LAWS(PVC)-1927-2-14

BRAJABASHI MODAK Vs. MANIK CHANDRA MODAK

Decided On February 14, 1927
BRAJABASHI MODAK Appellant
V/S
MANIK CHANDRA MODAK Respondents

JUDGEMENT

(1.) (After stating facts, the judgment proceeded.) The objection that was taken to the execution of the decree was as follows: When the lands and homestead of the judgment- debtors had been under attachment in execution case No. 158 of 1922, at the instance of the decree-holder Khali Mahmud, as stated above, there was a settlement in which three parties took part, viz. the judgment-debtor, the decree holder Khali Mahmud and the respondent. The position at that time was that there were several creditors who had to be paid off. Some of them, rather all with the exception of only five - one of those five being Khali Mahmud were paid off by sale of some of the properties belonging to the appellant, the sale being made by the appellants mother acting as guardian on their behalf and on the strength of a permission obtained from the Judge. Khali Mahmud, in execution of his decree, had now attached some lands as well as the homestead of the appellants. Finding the helpless plight of the appellants he took pity on them and agreed to receive Rs. 325 in full satisfaction of his decree. For this amount he was prepared to assign hid decree over to the respondent, who agreed to pay off also four other creditors of the appellants; and for all this the respondent agreed to have from the appellants only 8 pakhis of land. By adopting this course it was expected that the homestead of the appellants would be saved to them. The appellants case is that the respondent paid Rs. 325 to Khali Mahmud and obtained an assignment of the decree, but since then paid none of the other creditors. As an apprehension was entertained as to whether the District Judge would grant permission for the sale of the minors properties a second time, it was arranged that the respondent would execute the decree against the 8 pakhis of land. This was done and the respondent purchased the same himself. Thereafter, in breach of the agreement, the respondent again put the decree to execution, and this time for the balance, that is to say, for Rs. 344-5-9 ; which represents the difference between the decretal dues with interest less the sale-price, Rs. 500, for which he had purchased the 8 pakhis of land, and against the homestead of the appellants. This substantially is the appellants case and both the Courts below have found that it has been established upon the evidence. The only point on which there may be a doubt is as regards the stipulation to pay off the other four creditors.
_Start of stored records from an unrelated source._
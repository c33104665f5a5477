//! Defaults applied to new documents and new lines.
//!
//! Read from the environment:
//! - `TALLY_TAX_RATE`: tax rate percentage (default `0`)
//! - `TALLY_SHIPPING`: shipping amount (default `0.00`)
//! - `TALLY_DEFAULT_UOM`: unit of measure for new lines (default `EA`)
//!
//! A variable that is set but malformed is an error, not a silent default.

use tally_core::DomainResult;
use tally_lines::{LineDefaults, TaxRate, Uom};
use tally_money::Money;

pub const TAX_RATE_VAR: &str = "TALLY_TAX_RATE";
pub const SHIPPING_VAR: &str = "TALLY_SHIPPING";
pub const DEFAULT_UOM_VAR: &str = "TALLY_DEFAULT_UOM";

#[derive(Debug, Clone, Default, PartialEq, Eq)]
pub struct DocumentSettings {
    pub default_tax_rate: TaxRate,
    pub default_shipping: Money,
    pub default_uom: Uom,
}

impl DocumentSettings {
    pub fn from_env() -> DomainResult<Self> {
        Self::from_lookup(|key| std::env::var(key).ok())
    }

    /// Build settings from any key lookup (the process environment in production).
    pub fn from_lookup(lookup: impl Fn(&str) -> Option<String>) -> DomainResult<Self> {
        let mut settings = Self::default();

        if let Some(raw) = lookup(TAX_RATE_VAR) {
            settings.default_tax_rate = raw.parse()?;
        }
        if let Some(raw) = lookup(SHIPPING_VAR) {
            settings.default_shipping = Money::create(raw.as_str())?;
        }
        if let Some(raw) = lookup(DEFAULT_UOM_VAR) {
            settings.default_uom = raw.parse()?;
        }

        tracing::debug!(
            tax_rate = %settings.default_tax_rate,
            shipping = %settings.default_shipping,
            uom = %settings.default_uom,
            "document settings loaded"
        );
        Ok(settings)
    }

    /// Defaults for a freshly added line (`qty = 1`, price `0.00`, configured UOM).
    pub fn line_defaults(&self) -> LineDefaults {
        LineDefaults {
            uom: self.default_uom.clone(),
            ..LineDefaults::default()
        }
    }
}

#[cfg(test)]
mod tests {
    use super::*;
    use std::collections::HashMap;
    use tally_core::DomainError;

    fn lookup_from(pairs: &[(&str, &str)]) -> impl Fn(&str) -> Option<String> {
        let map: HashMap<String, String> = pairs
            .iter()
            .map(|(k, v)| (k.to_string(), v.to_string()))
            .collect();
        move |key: &str| map.get(key).cloned()
    }

    #[test]
    fn missing_variables_fall_back_to_defaults() {
        let settings = DocumentSettings::from_lookup(lookup_from(&[])).unwrap();
        assert_eq!(settings, DocumentSettings::default());
        assert_eq!(settings.default_uom, Uom::Each);
        assert_eq!(settings.default_shipping.to_string(), "0.00");
    }

    #[test]
    fn variables_override_defaults() {
        let settings = DocumentSettings::from_lookup(lookup_from(&[
            (TAX_RATE_VAR, "8.25"),
            (SHIPPING_VAR, "15"),
            (DEFAULT_UOM_VAR, "hr"),
        ]))
        .unwrap();
        assert_eq!(settings.default_tax_rate.to_string(), "8.25");
        assert_eq!(settings.default_shipping.to_string(), "15.00");
        assert_eq!(settings.line_defaults().uom, Uom::Hour);
    }

    #[test]
    fn malformed_values_are_errors() {
        let err = DocumentSettings::from_lookup(lookup_from(&[(SHIPPING_VAR, "free")]))
            .unwrap_err();
        assert!(matches!(err, DomainError::InvalidAmount(_)));

        let err = DocumentSettings::from_lookup(lookup_from(&[(TAX_RATE_VAR, "-3")]))
            .unwrap_err();
        assert!(matches!(err, DomainError::Validation(_)));
    }
}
(2.) The District Judge has held that the objection cannot be given effect to as the arrangement amounted to an adjustment which was not certified in accordance with Order 21, Rule 2 and consequently cannot be recognized by an executing Court.

(3.) Two grounds have been urged on behalf of the appellants in this appeal : the first is to the effect that the Court was not the Court which was executing the decree and therefore the objection was capable of being recognized by it; and the second, that the arrangment required no certification under Order 21, Rule 2, Civil P.C. To take the first contention first. The decree was passed by the same Court in which it was being executed. The appellants argument is that, as the application for execution was made not by the original decree-holder but by the assignee, his application must be regarded as one made under Order 21, Rule 16, Civil P.C., and as such as application lies only in the Court which passed the decree. It should be held that the Court was dealing with it in the latter capacity, and consequently, under the first proviso to that rule, the decree cannot be executed until the judgment-debtor's objection, if any, to its execution has been heard. It is an ingenious argument, but I am afraid it is without any substance. The rule evidently contemplates the occasion when, for the first time, the assignee comes before the Court to apply for execution. The respondent did this when he applied on the 12 June 1923 and execution case No. 97 of 1923 was started. The object of issuing notices under that rule to the transferrer and the judgment-debtor is to determine once for all, and in the presence of all parties concerned, the validity of the assignment. It cannot be said that each time the assignee comes to get the decree executed he should come in under this rule. The application filed on the 15 September 1924 is a simple tabular statement for the execution of the decree. It neither is, nor can be regarded as an, application under Order 21, Rule 16, Civil P.C. The case of Tameshar Prasad V/s. Thakur Prasad [1903] 25 All. 443 and Raghunath Gobind V/s. Gangaram Tesu A.I.R. 1923 Bom. 404, upon which reliance has been placed on behalf of the appellants, do not assist them. This contention, therefore, has no substance.